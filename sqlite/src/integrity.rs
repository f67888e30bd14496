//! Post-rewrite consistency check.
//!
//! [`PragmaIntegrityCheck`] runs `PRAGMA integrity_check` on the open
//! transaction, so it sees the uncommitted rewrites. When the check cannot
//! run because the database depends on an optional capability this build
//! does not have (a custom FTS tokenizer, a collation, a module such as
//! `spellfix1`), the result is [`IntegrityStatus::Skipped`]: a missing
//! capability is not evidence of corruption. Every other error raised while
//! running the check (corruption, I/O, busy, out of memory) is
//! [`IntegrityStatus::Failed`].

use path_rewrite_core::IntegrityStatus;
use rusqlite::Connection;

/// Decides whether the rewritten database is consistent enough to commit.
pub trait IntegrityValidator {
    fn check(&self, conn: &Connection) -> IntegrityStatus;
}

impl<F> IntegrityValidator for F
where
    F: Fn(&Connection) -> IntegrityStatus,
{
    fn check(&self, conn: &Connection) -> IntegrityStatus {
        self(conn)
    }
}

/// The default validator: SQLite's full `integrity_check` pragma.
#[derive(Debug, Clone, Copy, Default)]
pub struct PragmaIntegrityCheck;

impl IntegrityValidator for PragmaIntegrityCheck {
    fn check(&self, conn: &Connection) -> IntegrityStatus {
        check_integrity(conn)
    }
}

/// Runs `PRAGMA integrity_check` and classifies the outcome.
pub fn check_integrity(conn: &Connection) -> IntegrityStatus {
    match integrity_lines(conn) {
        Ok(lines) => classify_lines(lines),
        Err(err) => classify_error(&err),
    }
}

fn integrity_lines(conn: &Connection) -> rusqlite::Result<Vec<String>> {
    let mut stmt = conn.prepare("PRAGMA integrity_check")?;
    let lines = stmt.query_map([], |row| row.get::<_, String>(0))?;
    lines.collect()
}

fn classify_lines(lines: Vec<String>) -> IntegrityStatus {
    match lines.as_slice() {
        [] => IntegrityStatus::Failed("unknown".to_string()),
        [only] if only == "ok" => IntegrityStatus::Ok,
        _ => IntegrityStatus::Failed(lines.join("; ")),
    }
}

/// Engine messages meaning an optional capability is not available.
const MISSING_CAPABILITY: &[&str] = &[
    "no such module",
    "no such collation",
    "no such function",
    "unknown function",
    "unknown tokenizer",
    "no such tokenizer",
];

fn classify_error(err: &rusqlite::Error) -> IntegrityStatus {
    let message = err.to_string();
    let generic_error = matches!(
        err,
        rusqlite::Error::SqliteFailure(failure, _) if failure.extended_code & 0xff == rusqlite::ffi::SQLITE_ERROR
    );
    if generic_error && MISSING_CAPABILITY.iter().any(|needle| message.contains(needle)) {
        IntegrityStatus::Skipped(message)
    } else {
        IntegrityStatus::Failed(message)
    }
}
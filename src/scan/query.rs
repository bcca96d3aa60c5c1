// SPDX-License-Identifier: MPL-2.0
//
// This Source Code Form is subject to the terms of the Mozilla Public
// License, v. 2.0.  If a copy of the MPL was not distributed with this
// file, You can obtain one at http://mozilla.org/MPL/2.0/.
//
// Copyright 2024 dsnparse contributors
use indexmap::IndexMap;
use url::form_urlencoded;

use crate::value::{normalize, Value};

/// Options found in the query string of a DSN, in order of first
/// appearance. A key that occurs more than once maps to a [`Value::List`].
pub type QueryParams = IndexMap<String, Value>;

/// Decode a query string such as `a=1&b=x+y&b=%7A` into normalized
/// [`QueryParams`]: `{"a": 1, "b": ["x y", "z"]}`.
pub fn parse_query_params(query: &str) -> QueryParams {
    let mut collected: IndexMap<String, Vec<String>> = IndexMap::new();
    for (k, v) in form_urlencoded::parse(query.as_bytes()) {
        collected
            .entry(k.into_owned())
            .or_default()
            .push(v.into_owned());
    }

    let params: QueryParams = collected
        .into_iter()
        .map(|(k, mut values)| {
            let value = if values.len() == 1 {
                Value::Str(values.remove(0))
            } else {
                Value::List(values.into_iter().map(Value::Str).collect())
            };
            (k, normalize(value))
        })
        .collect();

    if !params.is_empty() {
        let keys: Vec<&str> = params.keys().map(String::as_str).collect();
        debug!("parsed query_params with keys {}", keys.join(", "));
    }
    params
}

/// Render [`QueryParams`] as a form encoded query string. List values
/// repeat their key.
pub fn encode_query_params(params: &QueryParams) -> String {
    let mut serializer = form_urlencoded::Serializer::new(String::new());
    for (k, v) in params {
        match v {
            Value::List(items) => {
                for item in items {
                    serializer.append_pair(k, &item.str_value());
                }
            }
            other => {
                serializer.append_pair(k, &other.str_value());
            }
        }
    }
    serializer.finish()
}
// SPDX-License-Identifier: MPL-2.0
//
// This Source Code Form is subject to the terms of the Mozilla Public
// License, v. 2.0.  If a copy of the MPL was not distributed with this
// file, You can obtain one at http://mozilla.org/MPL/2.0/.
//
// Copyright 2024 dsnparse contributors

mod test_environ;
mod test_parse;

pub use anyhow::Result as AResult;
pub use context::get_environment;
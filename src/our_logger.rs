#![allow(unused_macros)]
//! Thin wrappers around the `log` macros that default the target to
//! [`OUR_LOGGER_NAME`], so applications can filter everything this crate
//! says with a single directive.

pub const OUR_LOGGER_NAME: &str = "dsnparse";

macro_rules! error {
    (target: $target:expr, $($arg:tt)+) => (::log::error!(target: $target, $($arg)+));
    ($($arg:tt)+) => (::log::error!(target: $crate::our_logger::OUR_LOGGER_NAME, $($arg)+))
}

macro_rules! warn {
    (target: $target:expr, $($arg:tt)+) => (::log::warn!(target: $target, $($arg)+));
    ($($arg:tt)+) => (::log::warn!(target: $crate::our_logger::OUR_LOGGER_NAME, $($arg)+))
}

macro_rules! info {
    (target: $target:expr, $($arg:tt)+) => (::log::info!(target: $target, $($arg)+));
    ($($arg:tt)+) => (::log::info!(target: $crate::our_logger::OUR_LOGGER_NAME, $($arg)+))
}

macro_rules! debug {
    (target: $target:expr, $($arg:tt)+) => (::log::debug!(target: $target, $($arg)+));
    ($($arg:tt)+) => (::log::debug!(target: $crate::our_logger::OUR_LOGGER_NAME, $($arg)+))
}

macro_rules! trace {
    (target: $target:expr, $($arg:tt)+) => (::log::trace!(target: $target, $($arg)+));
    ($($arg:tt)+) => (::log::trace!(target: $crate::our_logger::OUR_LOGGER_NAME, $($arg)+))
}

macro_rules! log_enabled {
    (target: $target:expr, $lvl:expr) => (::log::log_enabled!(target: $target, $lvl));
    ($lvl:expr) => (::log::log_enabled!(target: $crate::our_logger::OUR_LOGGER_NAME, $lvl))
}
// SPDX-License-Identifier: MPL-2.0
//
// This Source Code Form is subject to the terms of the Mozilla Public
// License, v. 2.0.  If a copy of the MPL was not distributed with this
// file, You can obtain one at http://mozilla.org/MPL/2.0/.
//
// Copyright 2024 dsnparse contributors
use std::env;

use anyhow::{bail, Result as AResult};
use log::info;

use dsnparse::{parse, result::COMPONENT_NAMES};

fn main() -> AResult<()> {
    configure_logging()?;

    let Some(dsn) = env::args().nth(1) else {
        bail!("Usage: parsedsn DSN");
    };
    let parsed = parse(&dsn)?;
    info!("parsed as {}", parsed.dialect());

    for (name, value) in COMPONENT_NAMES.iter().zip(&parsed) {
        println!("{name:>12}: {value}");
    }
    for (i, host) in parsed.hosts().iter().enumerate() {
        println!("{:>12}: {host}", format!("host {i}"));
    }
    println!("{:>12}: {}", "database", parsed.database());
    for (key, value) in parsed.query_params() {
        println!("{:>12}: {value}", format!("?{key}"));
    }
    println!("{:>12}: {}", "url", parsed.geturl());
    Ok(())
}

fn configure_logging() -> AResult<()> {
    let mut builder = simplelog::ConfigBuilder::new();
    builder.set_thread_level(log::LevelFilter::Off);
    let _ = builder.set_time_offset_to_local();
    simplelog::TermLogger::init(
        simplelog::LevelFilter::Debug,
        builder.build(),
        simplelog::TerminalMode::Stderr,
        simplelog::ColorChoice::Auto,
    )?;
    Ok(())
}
* * *
_What you have to do_. How many lines in the listing contain "such"? Answer with the number alone.

_Response area_. 6